Judge Smith's main point was that the citizens of California could have rationally believed that straight parents are better parents and that banning gay marriage encourages the "best" parenting model, even if they were basing that good faith belief on admittedly incorrect or outdated or rejected science. Judge White not only rejected that absurdly low standard of review as outdated (no longer operative in a post-Romer and post-Lawrence world), but also irrelevant since all parties concede that gay parents are great parents.
Third, and related, Golinski is a stark reminder to conservatives in the House and traditionalists everywhere that their particular conception of morality cannot justify discrimination against gays as a matter of law.
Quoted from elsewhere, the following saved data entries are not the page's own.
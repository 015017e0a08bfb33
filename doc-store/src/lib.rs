//! Document side of the persistor query core.
//!
//! A parsed [`PredicateList`](persistor_syntax::PredicateList) can take two
//! routes from here: [`translate`] turns it into the filter document a real
//! store consumes, while [`matches`] and [`query`] answer it directly against
//! in-memory documents. [`filter_matches`] interprets translated filters the
//! way the store would, so both routes can be checked against each other.

mod collection;
mod document;
mod evaluate;
mod filter;
mod translate;

pub use collection::*;
pub use document::*;
pub use evaluate::*;
pub use filter::*;
pub use translate::*;
use clap::Parser;
use std::path::PathBuf;

#[derive(Parser)]
pub struct Cli {
    /// JSON file holding an array of documents, or `{"name", "documents"}`.
    #[clap(long)]
    pub fixture: PathBuf,
    /// Collection the fixture is loaded into and queries run against.
    /// Defaults to the fixture's own name, then to `default`.
    #[clap(long)]
    pub collection: Option<String>,
    /// Persistor config file; fake mode is forced on.
    #[clap(long)]
    pub config: Option<PathBuf>,
    #[clap(long, default_value_t = 2)]
    pub workers: usize,
}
And, finally, Judge White's reliance on other DOMA cases and previous Ninth Circuit precedent accepting the immutability of one's sexual orientation shows the importance of gay rights impact litigation in the medium to long run. A case here and there may result in a small victory in the result, but every step toward recognizing the essential equality of gay persons has an impact on future cases. Without previous cases in the Ninth Circuit and without Judge Joseph Tauro's decisions in Gill and Massachusetts, the Golinski decision would be just as correct, but on shakier ground as it goes up on appeal.
Here, too, this Court finds that Congress cannot, like an ostrich, merely bury its head in the sand and wait for danger to pass, especially at the risk of permitting continued constitutional injury upon legally married couples. The fact that the issue is socially divisive does nothing to relieve the judiciary of its obligation to examine the constitutionality of the discriminating classifications in the law..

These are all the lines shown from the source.